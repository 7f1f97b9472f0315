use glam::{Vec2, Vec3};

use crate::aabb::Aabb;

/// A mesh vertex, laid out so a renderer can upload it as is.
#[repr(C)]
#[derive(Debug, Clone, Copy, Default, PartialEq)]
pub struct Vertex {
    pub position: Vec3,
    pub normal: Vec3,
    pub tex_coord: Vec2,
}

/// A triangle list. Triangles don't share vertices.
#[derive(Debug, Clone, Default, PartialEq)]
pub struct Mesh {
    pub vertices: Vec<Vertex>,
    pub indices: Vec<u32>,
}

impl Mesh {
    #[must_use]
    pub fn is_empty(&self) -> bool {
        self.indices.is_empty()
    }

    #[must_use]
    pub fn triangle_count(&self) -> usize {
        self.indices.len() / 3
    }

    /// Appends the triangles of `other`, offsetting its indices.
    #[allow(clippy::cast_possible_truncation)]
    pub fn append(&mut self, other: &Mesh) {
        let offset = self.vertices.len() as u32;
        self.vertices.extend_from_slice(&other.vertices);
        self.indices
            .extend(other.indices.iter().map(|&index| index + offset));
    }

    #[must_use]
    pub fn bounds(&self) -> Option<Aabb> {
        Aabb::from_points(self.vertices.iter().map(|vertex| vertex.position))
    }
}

* * *

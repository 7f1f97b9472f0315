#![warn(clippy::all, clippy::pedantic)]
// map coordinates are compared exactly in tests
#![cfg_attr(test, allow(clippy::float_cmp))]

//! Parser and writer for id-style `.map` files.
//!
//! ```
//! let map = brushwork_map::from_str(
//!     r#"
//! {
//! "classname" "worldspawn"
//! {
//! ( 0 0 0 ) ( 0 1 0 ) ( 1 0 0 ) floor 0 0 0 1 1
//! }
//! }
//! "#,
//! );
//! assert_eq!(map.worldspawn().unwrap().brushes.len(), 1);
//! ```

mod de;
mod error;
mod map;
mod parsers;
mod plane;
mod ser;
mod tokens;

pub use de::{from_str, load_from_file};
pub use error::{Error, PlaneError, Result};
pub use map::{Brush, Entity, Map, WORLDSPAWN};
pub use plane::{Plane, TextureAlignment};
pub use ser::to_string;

Assignment: Which lines in the data above hold the string "Aabb"? Show each one.

Written reply:
use crate::aabb::Aabb;
    pub fn bounds(&self) -> Option<Aabb> {
        Aabb::from_points(self.vertices.iter().map(|vertex| vertex.position))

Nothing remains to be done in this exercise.